The development of the said strategy and its related infrastructure, as well as the space for discussion and organization that it has provided, are a significant step forward in the attainment of the E-government goal. Its design is intended to improve a territory’s capacity to meet the demands of the program in a uniform and effective manner.
Nevertheless, its phased, results-based implementation delays, and to some extent disrupts, some essential aspects and principles of the process, originally conceived to help achieve the ultimate goal as expected. This endeavor must transcend E-government’s specific technical demands to focus on a global projection of regional development.
Collective participation in the design, implementation and performance assessment to enable diagnoses and adjustments based on social priorities and forms of use (feasible at a local level with on-site representation), as well as the organization of networks that facilitate work and even its consequent transformation, are some of the principles that seem to be underplayed or provisionally deferred.
At the same time, the country and its government structure are burdened with overlapping services, exchanges with the citizens and problems requiring the development of functions at some stages which were not yet implemented in 2020 because of the pressing matters involved, popular demand and the diversity of parallel initiatives.
Likewise, the plans to transform the government structure are hardly ever portrayed as an autonomous decision of a territory aware of its problems and in need of a strategy of its own to solve them, which curtails the scope of any real change within its institutional organizational structures and tampers with their channels of social and inter-institution relations.
In other words, while the phased development scheme stands out as a scalable and flexible model for the various initial conditions of a territory, it requires an integral and participatory approach capable of allowing for the overall transformation of the process from the design stage which won’t consider the government body as an isolated service provider.
The problems identified in a number of inquiries [2] make it clear that the transformation of a government’s field of action cannot be considered as a sector-specific task. A transdisciplinary and multi-actor framework for analysis and entrepreneurship is necessary, one which understands the government body as an entity in interaction with society and subject to its ability to build up good relations in order to achieve its aims.
Photo: Project ENREDES’ Facebook profile
Networks for all, platforms for a few, projects for many
Similarly, the opening of mobile data services in December 2018 flooded the Internet with exchanges of views about the country’s situation. They include recurring reviews of matters of public interest having an impact on the political agenda, dynamics of mass association and cooperation on different topics, the expansion and rearrangement of the representation of the Cuban digital public sphere in its transnational dimension, and a growing interaction between the political and media discourse and the Internet users’ agendas.

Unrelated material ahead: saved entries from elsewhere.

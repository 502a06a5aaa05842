//! Device control utilities for Android automation.

use std::thread;
use std::time::Duration;

use once_cell::sync::Lazy;
use regex::Regex;

use super::connection::{run_adb, AdbError};

static SIZE_RE: Lazy<Regex> =
    Lazy::new(|| Regex::new(r"(\d+)x(\d+)").expect("valid size regex"));

/// Tap at the specified coordinates.
///
/// # Arguments
/// * `x` - X coordinate.
/// * `y` - Y coordinate.
/// * `device_id` - Optional ADB device ID.
/// * `delay_ms` - Delay in milliseconds after tap (default 1000).
pub fn tap(x: i32, y: i32, device_id: Option<&str>, delay_ms: Option<u64>) -> Result<(), AdbError> {
    run_adb(
        device_id,
        &["shell", "input", "tap", &x.to_string(), &y.to_string()],
    )?;
    thread::sleep(Duration::from_millis(delay_ms.unwrap_or(1000)));
    Ok(())
}

/// Swipe from one point to another.
///
/// # Arguments
/// * `duration_ms` - Duration of swipe in milliseconds (auto-calculated if None).
/// * `delay_ms` - Delay in milliseconds after swipe (default 1000).
pub fn swipe(
    start: (i32, i32),
    end: (i32, i32),
    duration_ms: Option<u64>,
    device_id: Option<&str>,
    delay_ms: Option<u64>,
) -> Result<(), AdbError> {
    let duration = duration_ms.unwrap_or_else(|| swipe_duration(start, end));

    run_adb(
        device_id,
        &[
            "shell",
            "input",
            "swipe",
            &start.0.to_string(),
            &start.1.to_string(),
            &end.0.to_string(),
            &end.1.to_string(),
            &duration.to_string(),
        ],
    )?;

    thread::sleep(Duration::from_millis(delay_ms.unwrap_or(1000)));
    Ok(())
}

/// Swipe duration derived from distance, clamped to [300, 1000] ms.
fn swipe_duration(start: (i32, i32), end: (i32, i32)) -> u64 {
    let dist_sq = ((start.0 - end.0).pow(2) + (start.1 - end.1).pow(2)) as u64;
    (dist_sq / 2000).clamp(300, 1000)
}

/// Physical screen size in pixels, from `wm size`.
pub fn screen_size(device_id: Option<&str>) -> Result<(u32, u32), AdbError> {
    let stdout = run_adb(device_id, &["shell", "wm", "size"])?;
    parse_screen_size(&stdout).ok_or(AdbError::UnexpectedOutput(stdout))
}

/// Parse `wm size` output, preferring an override size when present.
fn parse_screen_size(stdout: &str) -> Option<(u32, u32)> {
    let line = stdout
        .lines()
        .find(|l| l.contains("Override size"))
        .or_else(|| stdout.lines().find(|l| l.contains("Physical size")))?;
    let caps = SIZE_RE.captures(line)?;
    Some((caps[1].parse().ok()?, caps[2].parse().ok()?))
}
//! Append-only JSON-lines archive of experience batches.
//!
//! Attached as an [`ExperienceSink`], it receives every batch right before an
//! optimization pass clears the learning buffer.

use std::fs::{self, File, OpenOptions};
use std::io::{BufRead, BufReader, BufWriter, Write};
use std::path::{Path, PathBuf};

use thiserror::Error;

use crate::agent::{Experience, ExperienceSink};
use crate::settings::AppSettings;

/// Archive errors.
#[derive(Error, Debug)]
pub enum ArchiveError {
    #[error("IO error: {0}")]
    Io(#[from] std::io::Error),
    #[error("Serialization error: {0}")]
    Serialize(#[from] serde_json::Error),
    #[error("Cannot determine data directory")]
    NoDataDir,
}

/// Experience archive stored as one JSON object per line.
#[derive(Debug, Clone)]
pub struct ExperienceArchive {
    path: PathBuf,
}

impl ExperienceArchive {
    pub fn new(path: impl Into<PathBuf>) -> Self {
        Self { path: path.into() }
    }

    /// Archive in the platform data directory.
    pub fn default_location() -> Result<Self, ArchiveError> {
        AppSettings::data_dir()
            .map(|dir| Self::new(dir.join("experiences.jsonl")))
            .ok_or(ArchiveError::NoDataDir)
    }

    pub fn path(&self) -> &Path {
        &self.path
    }

    /// Append `batch`, creating the file and parent directories if needed.
    pub fn append(&self, batch: &[Experience]) -> Result<(), ArchiveError> {
        if let Some(parent) = self.path.parent() {
            fs::create_dir_all(parent)?;
        }

        let file = OpenOptions::new()
            .create(true)
            .append(true)
            .open(&self.path)?;
        let mut writer = BufWriter::new(file);
        for experience in batch {
            serde_json::to_writer(&mut writer, experience)?;
            writer.write_all(b"\n")?;
        }
        writer.flush()?;
        Ok(())
    }

    /// Read every archived experience, skipping lines that fail to parse.
    pub fn load(&self) -> Result<Vec<Experience>, ArchiveError> {
        if !self.path.exists() {
            return Ok(Vec::new());
        }

        let reader = BufReader::new(File::open(&self.path)?);
        let mut experiences = Vec::new();
        for (number, line) in reader.lines().enumerate() {
            let line = line?;
            if line.trim().is_empty() {
                continue;
            }
            match serde_json::from_str(&line) {
                Ok(experience) => experiences.push(experience),
                Err(e) => tracing::warn!("Skipping archive line {}: {}", number + 1, e),
            }
        }
        Ok(experiences)
    }
}

impl ExperienceSink for ExperienceArchive {
    fn persist(&mut self, batch: &[Experience]) -> anyhow::Result<()> {
        self.append(batch)?;
        tracing::debug!("Archived {} experiences to {}", batch.len(), self.path.display());
        Ok(())
    }
}

#[cfg(test)]
mod tests {
    use super::*;
    use crate::agent::{Action, Outcome, Snapshot};

    #[test]
    fn test_append_and_load() {
        let dir = tempfile::tempdir().unwrap();
        let mut archive = ExperienceArchive::new(dir.path().join("nested/experiences.jsonl"));

        let batch = vec![
            Experience::new(Snapshot::empty(), Action::NoOp, Outcome::success()),
            Experience::new(Snapshot::empty(), Action::Wait { duration_ms: 5 }, Outcome::success()),
        ];
        archive.persist(&batch).unwrap();
        archive.persist(&batch[..1]).unwrap();

        let loaded = archive.load().unwrap();
        assert_eq!(loaded.len(), 3);
        assert_eq!(loaded[0].id, batch[0].id);
        assert_eq!(loaded[1].action, Action::Wait { duration_ms: 5 });
    }

    #[test]
    fn test_load_skips_garbage() {
        let dir = tempfile::tempdir().unwrap();
        let path = dir.path().join("experiences.jsonl");
        let archive = ExperienceArchive::new(&path);
        archive
            .append(&[Experience::new(Snapshot::empty(), Action::NoOp, Outcome::success())])
            .unwrap();
        fs::write(&path, format!("{}not json\n", fs::read_to_string(&path).unwrap())).unwrap();

        assert_eq!(archive.load().unwrap().len(), 1);
    }

    #[test]
    fn test_missing_file_loads_empty() {
        let dir = tempfile::tempdir().unwrap();
        let archive = ExperienceArchive::new(dir.path().join("absent.jsonl"));
        assert!(archive.load().unwrap().is_empty());
    }
}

All of this creates a representative image of the country and its actions that becomes more and more important to the current problems and its solutions on the digital public space, which is shaped in turn by the algorithmic subjection of the knowledge about its contents and their bias and limitation in structures of self-centered bubbles and networks. It’s also influenced by the characteristics of the interfaces and devices.; Cuba’s particular access level and its cost and availability to specific social groups (depending on their geographical location, age, education and income); and its dissimilar and evolutionary forms of use and expression.

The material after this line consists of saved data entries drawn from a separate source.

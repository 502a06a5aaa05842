//! Action execution against a platform automation surface.

use std::thread;
use std::time::Duration;

use thiserror::Error;

use super::action::{Action, ErrorKind, Outcome, ScrollDirection};
use super::perception::EnvironmentPerception;
use super::snapshot::UiElement;
use super::tree::UiTreeNode;

/// Faults reported by a platform surface.
#[derive(Error, Debug)]
pub enum SurfaceError {
    #[error("Surface rejected action: {0}")]
    Rejected(String),
    #[error("Surface timed out after {0:?}")]
    Timeout(Duration),
    #[error("Surface unavailable: {0}")]
    Unavailable(String),
}

/// Platform automation surface the executor drives.
///
/// Element-targeted verbs receive the element as resolved against the live
/// tree, never the stale snapshot entry.
pub trait ActionSurface {
    /// Current tree, or `None` if there is no active window.
    fn live_tree(&mut self) -> Result<Option<UiTreeNode>, SurfaceError>;

    fn click(&mut self, element: &UiElement) -> Result<(), SurfaceError>;

    fn set_text(&mut self, element: &UiElement, text: &str) -> Result<(), SurfaceError>;

    fn scroll(&mut self, direction: ScrollDirection) -> Result<(), SurfaceError>;

    fn wait(&mut self, duration: Duration) -> Result<(), SurfaceError> {
        thread::sleep(duration);
        Ok(())
    }
}

/// Turns actions into surface calls and every fault into an [`Outcome`].
pub struct ActionExecutor<S> {
    surface: S,
    perception: EnvironmentPerception,
}

impl<S: ActionSurface> ActionExecutor<S> {
    pub fn new(surface: S) -> Self {
        Self::with_perception(surface, EnvironmentPerception::default())
    }

    /// Use `perception` to read the live tree during resolution.
    pub fn with_perception(surface: S, perception: EnvironmentPerception) -> Self {
        Self {
            surface,
            perception,
        }
    }

    pub fn surface(&self) -> &S {
        &self.surface
    }

    pub fn surface_mut(&mut self) -> &mut S {
        &mut self.surface
    }

    /// Execute `action`. Never fails; failures are returned as outcomes.
    pub fn execute(&mut self, action: &Action) -> Outcome {
        let result = match action {
            Action::NoOp => return Outcome::success(),
            Action::Click { .. } | Action::SetText { .. } => {
                let element = match self.resolve_live(action) {
                    Ok(element) => element,
                    Err(outcome) => return outcome,
                };
                match action {
                    Action::SetText { text, .. } => self.surface.set_text(&element, text),
                    _ => self.surface.click(&element),
                }
            }
            Action::Scroll { direction } => self.surface.scroll(*direction),
            Action::Wait { duration_ms } => {
                self.surface.wait(Action::wait_duration(*duration_ms))
            }
        };

        match result {
            Ok(()) => {
                tracing::debug!("Executed {}", action);
                Outcome::success()
            }
            Err(e) => {
                tracing::warn!("{} failed: {}", action, e);
                Outcome::failure(ErrorKind::ExecutionFailure, e.to_string())
            }
        }
    }

    /// Resolve the action's target against the live tree.
    fn resolve_live(&mut self, action: &Action) -> Result<UiElement, Outcome> {
        let Some(target) = action.target() else {
            return Err(Outcome::failure(
                ErrorKind::ExecutionFailure,
                format!("{} has no target", action),
            ));
        };

        let tree = self.surface.live_tree().map_err(|e| {
            tracing::warn!("Could not read live tree: {}", e);
            Outcome::failure(ErrorKind::ExecutionFailure, e.to_string())
        })?;

        let live = self.perception.analyze(tree.as_ref());
        match live.resolve(target) {
            Some((_, element)) => Ok(element.clone()),
            None => {
                tracing::info!("Stale reference: {} not in live tree", target);
                Err(Outcome::stale(format!("{} no longer present", target)))
            }
        }
    }
}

This comes on top of the circumstances under which, in 2020, Cuba tackles its dispute with the Government of the United States, with its great impact on the national political life.
These mediations are a huge challenge to the consensual design and management of a development project in an environment of increasing relevance to the way that both the citizens and their leaders understand and exercise social life.
Still, very seldom is the key role of this space in the country’s public life presented as a framework of common action established at the level of the institutions and social entities to overcome difficulties, hold public debates or promote collective innovation.
The government often considers the social networks as a delicate or dangerous milieu, a space to disseminate information, have political confrontations or, more recently, canvass public opinion. Such conceptions contrast with the exuberant forms of social life in this space, where people trade, cooperate, and even share intimate and everyday occurrences.
No less recurring is the trend to ascribe a predominantly transmissive function to communication in general as a process and consider the audiences as just a source of feedback in the work strategy, a typical feature of the communication models that we have critiqued.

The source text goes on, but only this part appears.